The high prices of eggs have become a matter of concern for the school education department of the state.
The contractors in charge of the midday meal programme have told headmasters and inspectors of schools that serving egg curry to students twice a week has become unviable because of high prices.
They have demanded a change in the menu of midday meals served six days a week.
“They have told the headmasters and inspectors that eggs now sell at more than Rs 6 per piece. We are looking into the matter. As of now, no change is mooted in the menu. However, if prices keep going up we may be forced to do so,” said R.D. Dasgupta, the deputy director of school education.
He said at present, the menu comprises egg curry twice a week, vegetables twice a week and khichdi twice a week.
He said allocation of higher funds has been sought from the Union ministry of human resource development.
However, he added that the ministry allocates funds on the basis of an all-India policy and hence, the higher allocation might not come about.
The midday meal programme has been mired in controversy and corruption charges.
So far, three headmasters of senior basic schools — up to Class VIII — have been suspended on charges of corruption.
“Largescale irregularities happen in many schools. A section of students in schools, even in rural areas, does not partake of the midday meal because of the menu, which has no variety. This helps contractors earn huge profits and bribe the headmasters or headmistresses into silence,” said Dasgupta, adding that without constant monitoring in all schools, possible corruption in the midday meal scheme cannot be stopped.

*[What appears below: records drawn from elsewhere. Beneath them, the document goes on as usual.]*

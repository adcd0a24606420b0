//! Document question-answering pipeline for EasyDocs.
//!
//! Uploaded PDFs are extracted, split into overlapping chunks, embedded,
//! and written to a hybrid search index. Questions are embedded, matched
//! against the index, and answered by a completion model that is only
//! allowed to use the retrieved chunks.
//!
//! ```text
//! upload:   Document → parser → RecursiveChunker → Embedder → IndexClient
//! question: text → Retriever (Embedder + IndexClient) → AnswerOrchestrator
//! ```

pub mod chunker;
pub mod embeddings;
pub mod ingest;
pub mod parser;
pub mod pipeline;
pub mod rag;
pub mod retrieval;
pub mod search;
pub mod session;
pub mod types;

#[cfg(test)]
mod tests;

// Re-export commonly used types
pub use chunker::RecursiveChunker;
pub use embeddings::{Embedder, EmbeddingProvider};
pub use ingest::{DocumentIngest, Ingestor};
pub use pipeline::Pipeline;
pub use rag::{Answer, AnswerOrchestrator, Simplifier, NOT_FOUND_ANSWER};
pub use retrieval::{Retriever, DEFAULT_TOP_K};
pub use search::{IndexClient, SearchIndex, UpsertReport};
pub use session::{FileUpload, InboundEvent, Mode, Session, SessionSurface, UploadPolicy};
pub use types::{Chunk, Document, IndexRecord, IngestReport, RetrievedContext};
//! Inbound session events.

use crate::types::Document;
use easydocs_core::{AppError, AppResult};
use serde::{Deserialize, Serialize};
use std::path::Path;

/// A file delivered by the user.
#[derive(Debug, Clone, PartialEq, Serialize, Deserialize)]
pub struct FileUpload {
    pub name: String,

    pub bytes: Vec<u8>,

    /// Declared MIME type; detected from the name when empty
    #[serde(default, alias = "mimeType")]
    pub mime_type: String,
}

impl FileUpload {
    pub fn new(name: impl Into<String>, bytes: Vec<u8>, mime_type: impl Into<String>) -> Self {
        Self {
            name: name.into(),
            bytes,
            mime_type: mime_type.into(),
        }
    }

    /// Read a file from disk, guessing its MIME type from the extension.
    pub async fn from_path(path: &Path) -> AppResult<Self> {
        let bytes = tokio::fs::read(path).await?;
        let name = path
            .file_name()
            .map(|n| n.to_string_lossy().into_owned())
            .unwrap_or_else(|| path.display().to_string());
        let mime_type = detect_mime(&name);
        Ok(Self::new(name, bytes, mime_type))
    }

    /// Declared MIME type, or the one implied by the file name.
    pub fn effective_mime_type(&self) -> String {
        if self.mime_type.trim().is_empty() {
            detect_mime(&self.name)
        } else {
            self.mime_type.trim().to_ascii_lowercase()
        }
    }

    pub fn into_document(self) -> Document {
        let mime_type = self.effective_mime_type();
        Document::new(self.name, self.bytes, mime_type)
    }
}

/// MIME type implied by a file name's extension.
pub fn detect_mime(name: &str) -> String {
    mime_guess::from_path(name)
        .first_or_octet_stream()
        .essence_str()
        .to_string()
}

/// Something the user sent to the session.
#[derive(Debug, Clone, PartialEq, Serialize, Deserialize)]
#[serde(tag = "type", rename_all = "lowercase")]
pub enum InboundEvent {
    Text { text: String },
    File(FileUpload),
}

impl InboundEvent {
    pub fn text(text: impl Into<String>) -> Self {
        Self::Text { text: text.into() }
    }

    /// Decode a JSON event such as `{"type":"text","text":"..."}`.
    pub fn decode(json: &str) -> AppResult<Self> {
        serde_json::from_str(json)
            .map_err(|e| AppError::Validation(format!("Unrecognized message: {}", e)))
    }
}
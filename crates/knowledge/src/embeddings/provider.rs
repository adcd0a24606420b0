//! Embedding provider trait and factory.

use super::providers::{AzureEmbeddingProvider, MockProvider, OllamaProvider};
use easydocs_core::{AppConfig, AppError, AppResult};
use std::sync::Arc;
use std::time::Duration;

/// Trait for embedding providers.
///
/// `embed_batch` returns vectors in input order. A provider may return
/// fewer vectors than inputs; the [`Embedder`](super::Embedder) treats the
/// missing tail as unembedded rather than failing the whole batch.
#[async_trait::async_trait]
pub trait EmbeddingProvider: Send + Sync + std::fmt::Debug {
    /// Get provider name (e.g., "azure", "ollama", "mock")
    fn provider_name(&self) -> &str;

    /// Get model identifier
    fn model_name(&self) -> &str;

    /// Get embedding dimensions
    fn dimensions(&self) -> usize;

    /// Generate embeddings for multiple texts in a batch.
    async fn embed_batch(&self, texts: &[String]) -> AppResult<Vec<Vec<f32>>>;
}

/// Create the embedding provider named by the `embedding` config section.
///
/// The Azure provider reuses the completion endpoint and API version
/// unless an embedding endpoint is configured.
pub fn create_provider(
    config: &AppConfig,
    api_key: Option<&str>,
) -> AppResult<Arc<dyn EmbeddingProvider>> {
    let settings = &config.embedding;
    let timeout = Duration::from_secs(config.llm.timeout);

    match settings.provider.as_str() {
        "mock" => Ok(Arc::new(MockProvider::new(settings.dimensions))),

        "ollama" => {
            let provider = OllamaProvider::new(
                settings.endpoint.as_deref(),
                &settings.model,
                settings.dimensions,
                timeout,
            )?;
            Ok(Arc::new(provider))
        }

        "azure" => {
            let endpoint = config.embedding_endpoint().ok_or_else(|| {
                AppError::Config("Azure embedding provider requires an endpoint".to_string())
            })?;
            let api_key = api_key.ok_or_else(|| {
                AppError::Config("Azure embedding provider requires API key".to_string())
            })?;
            let provider = AzureEmbeddingProvider::new(
                endpoint,
                api_key,
                &config.llm.api_version,
                &settings.model,
                settings.dimensions,
                timeout,
            )?;
            Ok(Arc::new(provider))
        }

        other => Err(AppError::Config(format!(
            "Unknown embedding provider: '{}'. Supported providers: azure, ollama, mock",
            other
        ))),
    }
}

#[cfg(test)]
mod tests {
    use super::*;

    fn config_with(provider: &str) -> AppConfig {
        let mut config = AppConfig::default();
        config.embedding.provider = provider.to_string();
        config.embedding.dimensions = 384;
        config
    }

    #[test]
    fn test_create_mock_provider() {
        let provider = create_provider(&config_with("mock"), None).unwrap();
        assert_eq!(provider.provider_name(), "mock");
        assert_eq!(provider.dimensions(), 384);
    }

    #[test]
    fn test_create_ollama_provider() {
        let provider = create_provider(&config_with("ollama"), None).unwrap();
        assert_eq!(provider.provider_name(), "ollama");
    }

    #[test]
    fn test_azure_falls_back_to_llm_endpoint() {
        let mut config = config_with("azure");
        config.llm.endpoint = Some("https://example.openai.azure.com".to_string());

        let provider = create_provider(&config, Some("key")).unwrap();
        assert_eq!(provider.provider_name(), "azure");
        assert_eq!(provider.model_name(), "text-embedding-ada-002");
    }

    #[test]
    fn test_azure_requires_key_and_endpoint() {
        let config = config_with("azure");
        assert!(create_provider(&config, Some("key")).is_err());

        let mut config = config_with("azure");
        config.llm.endpoint = Some("https://example.openai.azure.com".to_string());
        assert!(create_provider(&config, None).is_err());
    }

    #[test]
    fn test_create_unknown_provider() {
        let result = create_provider(&config_with("unknown"), None);
        assert!(result
            .unwrap_err()
            .to_string()
            .contains("Unknown embedding provider"));
    }
}
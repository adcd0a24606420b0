//! Provider identification.

/// Completion provider type enum for matching.
#[derive(Debug, Clone, Copy, PartialEq, Eq)]
pub enum ProviderType {
    AzureOpenAI,
    Ollama,
}

impl ProviderType {
    /// Parse provider type from string.
    pub fn parse(s: &str) -> Option<Self> {
        match s.to_lowercase().as_str() {
            "azure-openai" | "azure" => Some(Self::AzureOpenAI),
            "ollama" => Some(Self::Ollama),
            _ => None,
        }
    }

    /// Get the canonical provider name.
    pub fn as_str(&self) -> &'static str {
        match self {
            Self::AzureOpenAI => "azure-openai",
            Self::Ollama => "ollama",
        }
    }
}
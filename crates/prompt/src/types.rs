//! Prompt types for EasyDocs.
//!
//! This module defines the domain entities for the prompt system.

use serde::{Deserialize, Serialize};

/// A prompt definition loaded from YAML.
#[derive(Debug, Clone, Serialize, Deserialize)]
pub struct PromptDefinition {
    /// Unique prompt identifier
    pub id: String,

    /// Human-readable title
    pub title: String,

    /// API version for schema evolution
    #[serde(rename = "apiVersion")]
    pub api_version: String,

    /// Creator identifier
    #[serde(rename = "createdBy", default)]
    pub created_by: String,

    /// Input specification
    #[serde(default)]
    pub input: PromptInputSpec,

    /// System message template (Handlebars)
    #[serde(default, skip_serializing_if = "Option::is_none")]
    pub system: Option<String>,

    /// User message template (Handlebars)
    pub template: String,

    /// Output specification
    pub output: PromptOutputSpec,
}

/// Input specification for the prompt.
#[derive(Debug, Clone, Default, Serialize, Deserialize)]
pub struct PromptInputSpec {
    /// Variables that must be supplied when building the prompt
    #[serde(default)]
    pub variables: Vec<String>,
}

/// Output specification for the prompt.
#[derive(Debug, Clone, Serialize, Deserialize)]
pub struct PromptOutputSpec {
    /// Output format (e.g., "text", "markdown")
    pub format: String,
}

/// A fully built prompt ready for LLM execution.
#[derive(Debug, Clone, Serialize, Deserialize)]
pub struct BuiltPrompt {
    /// System message (optional)
    pub system: Option<String>,

    /// User message (required)
    pub user: String,

    /// Id of the definition this prompt was rendered from
    #[serde(rename = "promptId")]
    pub prompt_id: String,
}
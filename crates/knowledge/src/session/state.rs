//! Per-turn state machine.
//!
//! Upload turns move `Idle → UploadRequested → AwaitingFile → Processing`,
//! question turns move `Idle → QueryReceived → Retrieving → Answering`
//! (simplification skips `Retrieving`). Every turn ends in `Done` or
//! `Failed`; any non-terminal state may fail.

use easydocs_core::{AppError, AppResult};
use serde::Serialize;
use std::fmt;

#[derive(Debug, Clone, Copy, PartialEq, Eq, Serialize)]
pub enum TurnState {
    Idle,
    UploadRequested,
    AwaitingFile,
    Processing,
    QueryReceived,
    Retrieving,
    Answering,
    Done,
    Failed,
}

impl TurnState {
    pub fn is_terminal(self) -> bool {
        matches!(self, TurnState::Done | TurnState::Failed)
    }

    fn can_move_to(self, next: TurnState) -> bool {
        use TurnState::*;

        if next == Failed {
            return !self.is_terminal();
        }

        matches!(
            (self, next),
            (Idle, UploadRequested)
                | (UploadRequested, AwaitingFile)
                | (AwaitingFile, Processing)
                | (Processing, Done)
                | (Idle, QueryReceived)
                | (QueryReceived, Retrieving)
                | (QueryReceived, Answering)
                | (Retrieving, Answering)
                | (Answering, Done)
                | (Idle, Done)
        )
    }
}

impl fmt::Display for TurnState {
    fn fmt(&self, f: &mut fmt::Formatter<'_>) -> fmt::Result {
        fmt::Debug::fmt(self, f)
    }
}

/// Tracks the states a single turn has passed through.
#[derive(Debug, Clone, PartialEq, Eq)]
pub struct Turn {
    history: Vec<TurnState>,
}

impl Default for Turn {
    fn default() -> Self {
        Self::new()
    }
}

impl Turn {
    pub fn new() -> Self {
        Self {
            history: vec![TurnState::Idle],
        }
    }

    pub fn state(&self) -> TurnState {
        self.history.last().copied().unwrap_or(TurnState::Idle)
    }

    pub fn history(&self) -> &[TurnState] {
        &self.history
    }

    /// Move to `next`, rejecting transitions the machine does not allow.
    pub fn advance(&mut self, next: TurnState) -> AppResult<()> {
        let current = self.state();
        if !current.can_move_to(next) {
            return Err(AppError::Other(format!(
                "Invalid turn transition: {} -> {}",
                current, next
            )));
        }

        tracing::trace!("Turn state {} -> {}", current, next);
        self.history.push(next);
        Ok(())
    }

    /// Mark the turn failed unless it already ended.
    pub fn fail(&mut self) {
        if !self.state().is_terminal() {
            self.history.push(TurnState::Failed);
        }
    }
}
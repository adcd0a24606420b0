//! Chat command handler.
//!
//! Runs a [`Session`](easydocs_knowledge::Session) over the terminal. Each
//! stdin line is one event; `/file <path>` uploads a file directly and
//! `/upload` prompts for a path. With `--events`, every line is a JSON
//! event instead (`{"type":"text","text":"..."}` or
//! `{"type":"file","name":"...","bytes":[...],"mime_type":"..."}`) and
//! replies are written as JSON lines.

use clap::Args;
use easydocs_core::{config::AppConfig, AppResult};
use easydocs_knowledge::session::{MODE_COMMAND, UPLOAD_COMMAND};
use easydocs_knowledge::{FileUpload, InboundEvent, Mode, Pipeline, SessionSurface};
use std::path::Path;
use tokio::io::{AsyncBufReadExt, AsyncWriteExt, BufReader, Lines, Stdin, Stdout};

const FILE_COMMAND: &str = "/file";
const QUIT_COMMAND: &str = "/quit";

/// Interactive chat session
#[derive(Args, Debug)]
pub struct ChatCommand {
    /// Initial mode (ask, simplify)
    #[arg(short, long, default_value = "ask", value_parser = parse_mode)]
    pub mode: Mode,

    /// Read JSON events from stdin and write JSON replies
    #[arg(long)]
    pub events: bool,
}

fn parse_mode(s: &str) -> Result<Mode, String> {
    Mode::parse(s).ok_or_else(|| format!("unknown mode '{}' (expected ask or simplify)", s))
}

impl ChatCommand {
    pub async fn execute(&self, config: &AppConfig) -> AppResult<()> {
        tracing::info!("Executing chat command in {} mode", self.mode);

        let pipeline = Pipeline::from_config(config)?;
        let mut session = pipeline.session(self.mode);
        let mut surface = TerminalSurface::new(self.events);

        if !self.events {
            surface
                .send(&format!(
                    "EasyDocs chat ({} mode). Commands: {}, {} <path>, {} ask|simplify, {}",
                    self.mode, UPLOAD_COMMAND, FILE_COMMAND, MODE_COMMAND, QUIT_COMMAND
                ))
                .await?;
        }

        session.run(&mut surface).await
    }
}

/// Line-oriented stdin/stdout surface.
struct TerminalSurface {
    lines: Lines<BufReader<Stdin>>,
    stdout: Stdout,
    events: bool,
}

impl TerminalSurface {
    fn new(events: bool) -> Self {
        Self {
            lines: BufReader::new(tokio::io::stdin()).lines(),
            stdout: tokio::io::stdout(),
            events,
        }
    }

    async fn next_line(&mut self) -> Option<String> {
        match self.lines.next_line().await {
            Ok(line) => line,
            Err(e) => {
                tracing::warn!("Failed to read stdin: {}", e);
                None
            }
        }
    }

    async fn write_line(&mut self, line: &str) -> AppResult<()> {
        self.stdout.write_all(line.as_bytes()).await?;
        self.stdout.write_all(b"\n").await?;
        self.stdout.flush().await?;
        Ok(())
    }

    async fn load_file(&mut self, path: &str) -> Option<FileUpload> {
        match FileUpload::from_path(Path::new(path.trim())).await {
            Ok(upload) => Some(upload),
            Err(e) => {
                tracing::warn!("Failed to read {}: {}", path.trim(), e);
                eprintln!("Could not read '{}'.", path.trim());
                None
            }
        }
    }

    async fn parse_line(&mut self, line: &str) -> Option<InboundEvent> {
        if self.events {
            return match InboundEvent::decode(line) {
                Ok(event) => Some(event),
                Err(e) => {
                    eprintln!("{}", e);
                    None
                }
            };
        }

        match line.strip_prefix(FILE_COMMAND) {
            Some(path) if path.starts_with(' ') => self.load_file(path).await.map(InboundEvent::File),
            _ => Some(InboundEvent::text(line)),
        }
    }
}

#[async_trait::async_trait]
impl SessionSurface for TerminalSurface {
    async fn recv(&mut self) -> Option<InboundEvent> {
        loop {
            let line = self.next_line().await?;
            if line.trim().is_empty() {
                continue;
            }
            if !self.events && line.trim() == QUIT_COMMAND {
                return None;
            }
            if let Some(event) = self.parse_line(&line).await {
                return Some(event);
            }
        }
    }

    async fn send(&mut self, text: &str) -> AppResult<()> {
        if self.events {
            let reply = serde_json::to_string(&InboundEvent::text(text))?;
            return self.write_line(&reply).await;
        }
        self.write_line(text).await
    }

    async fn request_file(&mut self, prompt: &str) -> Option<FileUpload> {
        if self.events {
            return match self.next_line().await.map(|l| InboundEvent::decode(&l)) {
                Some(Ok(InboundEvent::File(upload))) => Some(upload),
                _ => None,
            };
        }

        if let Err(e) = self.write_line(&format!("{} Enter a file path:", prompt)).await {
            tracing::warn!("Failed to write prompt: {}", e);
        }
        let line = self.next_line().await?;
        if line.trim().is_empty() {
            return None;
        }
        self.load_file(&line).await
    }
}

“There are good headmasters who introduce changes in the menu to attract students. In Shishu Vihar School of Agartala, the headmaster has introduced different types of food. He can do so because the school is in the heart of Agartala town and most of the students belong to affluent families and avoid taking midday meals,” said Dasgupta.
“In one school, the contractor is charged with preparing midday meals for 600 students on paper but on an average, only 400 students are present on a given day and of them, 200 do not take midday meals. So the contractor prepares meals for only 200 students daily but bill us for 600,” said Dasgupta.
He said an action plan was being finalised to minimise corruption and irregularities.